ABOUT THIS EXERCISE:
The answer must consist of each line below that contains the string "jsonwebtoken".

AVAILABLE RECORDS:
use chrono::{Duration, Utc};
use jsonwebtoken::{Algorithm, DecodingKey, EncodingKey, Header, Validation, decode, encode};
use serde::{Deserialize, Serialize};
use thiserror::Error;

use crate::domain::user::Role;

#[derive(Debug, Error)]
pub(crate) enum JwtError {
    #[error("token encode failed")]
    Encode(#[source] jsonwebtoken::errors::Error),

    #[error("token decode/validation failed")]
    Decode(#[source] jsonwebtoken::errors::Error),
}

/// Role rides in the claims: roles are immutable, so the token stays accurate
/// for its whole lifetime and the middleware needs no user lookup.
#[derive(Serialize, Deserialize, Debug, Clone)]
pub(crate) struct Claims {
    pub(crate) user_id: i64,
    pub(crate) username: String,
    pub(crate) role: Role,
    pub(crate) exp: i64,
}

#[derive(Clone)]
pub(crate) struct JwtService {
    secret: String,
    ttl_seconds: i64,
}

impl JwtService {
    const DEFAULT_TTL_SECONDS: i64 = 24 * 60 * 60;

    pub(crate) fn new(secret: &str, ttl_seconds: i64) -> Self {
        let ttl_seconds = if ttl_seconds > 0 {
            ttl_seconds
        } else {
            Self::DEFAULT_TTL_SECONDS
        };

        JwtService {
            secret: secret.into(),
            ttl_seconds,
        }
    }

    pub(crate) fn generate_token(
        &self,
        user_id: i64,
        username: &str,
        role: Role,
    ) -> Result<String, JwtError> {
        let exp = (Utc::now() + Duration::seconds(self.ttl_seconds)).timestamp();

        let claims = Claims {
            user_id,
            username: username.into(),
            role,
            exp,
        };

        encode(
            &Header::new(Algorithm::HS256),
            &claims,
            &EncodingKey::from_secret(self.secret.as_bytes()),
        )
        .map_err(JwtError::Encode)
    }

    pub(crate) fn verify_token(&self, token: &str) -> Result<Claims, JwtError> {
        let mut validation = Validation::new(Algorithm::HS256);
        validation.validate_exp = true;
        validation.leeway = 10;

        let token_data = decode::<Claims>(
            token,
            &DecodingKey::from_secret(self.secret.as_bytes()),
            &validation,
        )
        .map_err(JwtError::Decode)?;

        Ok(token_data.claims)
    }
}

#[cfg(test)]
mod tests {
    use chrono::Utc;
    use jsonwebtoken::{Algorithm, EncodingKey, Header, encode};

    use super::{Claims, JwtService};
    use crate::domain::user::Role;

    const SECRET: &str = "0123456789abcdef0123456789abcdef";

    #[test]
    fn token_round_trips_claims() {
        let jwt = JwtService::new(SECRET, 3600);
        let token = jwt
            .generate_token(7, "some_admin", Role::Admin)
            .expect("token must be generated");

        let claims = jwt.verify_token(&token).expect("token must verify");
        assert_eq!(claims.user_id, 7);
        assert_eq!(claims.username, "some_admin");
        assert_eq!(claims.role, Role::Admin);
    }

    #[test]
    fn expired_token_is_rejected() {
        let claims = Claims {
            user_id: 7,
            username: "someone".to_string(),
            role: Role::User,
            exp: (Utc::now() - chrono::Duration::hours(1)).timestamp(),
        };
        let token = encode(
            &Header::new(Algorithm::HS256),
            &claims,
            &EncodingKey::from_secret(SECRET.as_bytes()),
        )
        .expect("token must encode");

        let jwt = JwtService::new(SECRET, 3600);
        assert!(jwt.verify_token(&token).is_err());
    }

    #[test]
    fn token_signed_with_other_secret_is_rejected() {
        let issuer = JwtService::new(SECRET, 3600);
        let token = issuer
            .generate_token(7, "someone", Role::User)
            .expect("token must be generated");

        let verifier = JwtService::new("ffffffffffffffffffffffffffffffff", 3600);
        assert!(verifier.verify_token(&token).is_err());
    }
}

FINISHED EXERCISE:
use jsonwebtoken::{Algorithm, DecodingKey, EncodingKey, Header, Validation, decode, encode};
    Encode(#[source] jsonwebtoken::errors::Error),
    Decode(#[source] jsonwebtoken::errors::Error),
    use jsonwebtoken::{Algorithm, EncodingKey, Header, encode};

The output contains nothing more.